C: commercial announcers
V: Star 98.7 announcer/montage voices
R: Meadows of La Habra.
Q: Yes, I’d like to leave a message for Paul ‘Roy’ Russell.
R: Paul Roy Russell okay.
Q: This is Mark, his son, and just tell him that he should make other arrangements for Tuesday.
R: Okay . . . Tuesday. Why — he has an appointment with you or something?
Q: Yeah, I had spoken to him last night. I guess you weren’t the one who I —
Q: Oh you were. Yeah, (“NO”) we had a long talk. (“N” “HE”) I guess he didn’t listen to me and, anyway, it’s just a bad situation.
R Oh really? (“HE’LL”)
Q: He’ll have to make other arrangements.

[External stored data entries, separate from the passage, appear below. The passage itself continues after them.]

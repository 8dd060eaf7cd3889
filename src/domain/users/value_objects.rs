use lazy_static::lazy_static;
use regex::Regex;
use serde::{Deserialize, Serialize};
use std::fmt;
use validator::ValidateEmail;

use super::errors::ValidationError;

lazy_static! {
  /// Characters people actually type into a phone field
  static ref PHONE_INPUT: Regex = Regex::new(r"^\+?[0-9 ()\-.]+$").expect("valid phone regex");
}

// ============================================================================
// Subject Id
// ============================================================================

/// Identity-provider subject identifier, the key into the profile table
#[derive(Debug, Clone, PartialEq, Eq, Hash, Serialize, Deserialize)]
pub struct SubjectId(String);

impl SubjectId {
  const MAX_LENGTH: usize = 128;

  pub fn new(sub: impl Into<String>) -> Result<Self, ValidationError> {
    let sub = sub.into().trim().to_string();

    if sub.is_empty() {
      return Err(ValidationError::SubjectIdEmpty);
    }

    if sub.len() > Self::MAX_LENGTH || sub.chars().any(char::is_whitespace) {
      return Err(ValidationError::SubjectIdInvalid {
        max: Self::MAX_LENGTH,
      });
    }

    Ok(Self(sub))
  }

  pub fn as_str(&self) -> &str {
    &self.0
  }

  pub fn into_inner(self) -> String {
    self.0
  }
}

impl fmt::Display for SubjectId {
  fn fmt(&self, f: &mut fmt::Formatter<'_>) -> fmt::Result {
    write!(f, "{}", self.0)
  }
}

// ============================================================================
// Email
// ============================================================================

#[derive(Debug, Clone, PartialEq, Eq, Serialize, Deserialize)]
pub struct Email(String);

impl Email {
  /// Creates a new Email after validation, normalised to lowercase
  pub fn new(email: impl Into<String>) -> Result<Self, ValidationError> {
    let email = email.into().trim().to_string();

    if !email.validate_email() {
      return Err(ValidationError::InvalidEmail(email));
    }

    Ok(Self(email.to_lowercase()))
  }

  pub fn as_str(&self) -> &str {
    &self.0
  }

  pub fn into_inner(self) -> String {
    self.0
  }
}

impl fmt::Display for Email {
  fn fmt(&self, f: &mut fmt::Formatter<'_>) -> fmt::Result {
    write!(f, "{}", self.0)
  }
}

// ============================================================================
// Phone Number
// ============================================================================

/// Phone number normalised to E.164
#[derive(Debug, Clone, PartialEq, Eq, Serialize, Deserialize)]
pub struct PhoneNumber(String);

impl PhoneNumber {
  const NATIONAL_DIGITS: usize = 10;
  const MIN_INTERNATIONAL_DIGITS: usize = 8;
  const MAX_INTERNATIONAL_DIGITS: usize = 15;

  /// Parses user input.
  ///
  /// A bare 10-digit national number is prefixed with `default_country_code`
  /// (for example `+91`); numbers starting with `+` are kept as international.
  pub fn parse(raw: &str, default_country_code: &str) -> Result<Self, ValidationError> {
    let raw = raw.trim();

    if !PHONE_INPUT.is_match(raw) {
      return Err(ValidationError::InvalidPhoneNumber);
    }

    let digits: String = raw.chars().filter(char::is_ascii_digit).collect();

    if raw.starts_with('+') {
      if !(Self::MIN_INTERNATIONAL_DIGITS..=Self::MAX_INTERNATIONAL_DIGITS).contains(&digits.len())
      {
        return Err(ValidationError::InvalidPhoneNumber);
      }
      return Ok(Self(format!("+{}", digits)));
    }

    if digits.len() == Self::NATIONAL_DIGITS {
      return Ok(Self(format!("{}{}", default_country_code, digits)));
    }

    Err(ValidationError::InvalidPhoneNumber)
  }

  pub fn as_str(&self) -> &str {
    &self.0
  }

  pub fn into_inner(self) -> String {
    self.0
  }
}

impl fmt::Display for PhoneNumber {
  fn fmt(&self, f: &mut fmt::Formatter<'_>) -> fmt::Result {
    write!(f, "{}", self.0)
  }
}

/// Replaces all but the last four characters with `X`
pub fn mask_phone_number(phone: &str) -> String {
  let len = phone.chars().count();
  if len < 4 {
    return phone.to_string();
  }

  let visible: String = phone.chars().skip(len - 4).collect();
  format!("{}{}", "X".repeat(len - 4), visible)
}

// ============================================================================
// Display name and locality
// ============================================================================

fn bounded_text(
  value: impl Into<String>,
  field: &'static str,
  max: usize,
) -> Result<String, ValidationError> {
  let value = value.into().trim().to_string();

  if value.is_empty() {
    return Err(ValidationError::FieldEmpty { field });
  }

  if value.chars().count() > max {
    return Err(ValidationError::FieldTooLong { field, max });
  }

  Ok(value)
}

#[derive(Debug, Clone, PartialEq, Eq, Serialize, Deserialize)]
pub struct DisplayName(String);

impl DisplayName {
  const MAX_LENGTH: usize = 255;

  pub fn new(name: impl Into<String>) -> Result<Self, ValidationError> {
    bounded_text(name, "name", Self::MAX_LENGTH).map(Self)
  }

  pub fn as_str(&self) -> &str {
    &self.0
  }

  pub fn into_inner(self) -> String {
    self.0
  }
}

/// State or city
#[derive(Debug, Clone, PartialEq, Eq, Serialize, Deserialize)]
pub struct Locality(String);

impl Locality {
  const MAX_LENGTH: usize = 100;

  pub fn state(value: impl Into<String>) -> Result<Self, ValidationError> {
    bounded_text(value, "state", Self::MAX_LENGTH).map(Self)
  }

  pub fn city(value: impl Into<String>) -> Result<Self, ValidationError> {
    bounded_text(value, "city", Self::MAX_LENGTH).map(Self)
  }

  pub fn as_str(&self) -> &str {
    &self.0
  }

  pub fn into_inner(self) -> String {
    self.0
  }
}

R: Okay so for Tuesday you want him to make other arrangements. (“YEAH” “HE CAN”)
Q: He can take — can’t he take a van or something to his doctor appointment?
R: Yeah, uh-huh. We have a van.
Q: Exactly. (“I MEAN SO”) You know — I mean (“JUST”) if he wants to call me, I’ll be glad to talk it over with him but it’s just — (“NO”) there’s no point to it.
R: Mmm. I see. He wants you to take him somewhere?
Q: Well he wants me to help him with his — (“PA”) you know about his paperwork and all that? And — (“I” “YOU KNOW IT”) I’ve been helping him but I just don’t feel it’s productive.
R: Oh I see.
Q: And I explained it to him last night. Anyway.
R: Okay. I’m going to give him the note.
R: Alright. (“DO THEY HAVE ANY”)
Q: Do they have any therapy available —
Q: — people there? (“LIKE”) To talk about emotional problems? Because he spends so much time with that financial trivia.
Q: Well you know — I mean his paperwork that he does. (“I MEAN”) I’m sure at night he does that downstairs. (“ALL HE”) That’s all he — he’s so obsessed with his V.A. (“YOU KNOW”) records. I don’t know if you’re aware of it or not. (“BUT”) It’s just not healthy.
R: I see.
Q: You know, it’s just he’s obsessed with (“HIS”) his — how much money he gets. (“YOU KNOW” “I MEAN”) So what he doesn’t make $50 more a month?
R: Oh I see.
Q: You know? (“I ME”) He’d have a life I mean. (“NO”) I just can’t be a part of it anymore. It’s just too pathetic.
R: I see.
Q: I’m sorry to lay this on you.
R: Alright, Mark, I’m going to leave him this note.
R: Okay? And take care.
Q: Okay, thank you.
R: Okay, bye bye.
R: Okay, bye.
Journal (June 26, 1999)
I’m glad I recorded the conversation with my father because it proves how he doesn’t listen to a word I say and doesn’t respect me. Respect and honesty go together. This situation makes me consider the meaning behind the commandment “Honor they father and thy mother.” You don’t honor someone by enabling them to do anything they think they want. Another truth that seems like common sense is that you don’t honor your children by letting them have whatever they want. It is my opinion that one can take the commandments too literally. My interpretation of “Remember the Sabbath day to keep it holy” is that every day is sacred and an opportunity to give and receive joy as one receives joy by giving joy to others.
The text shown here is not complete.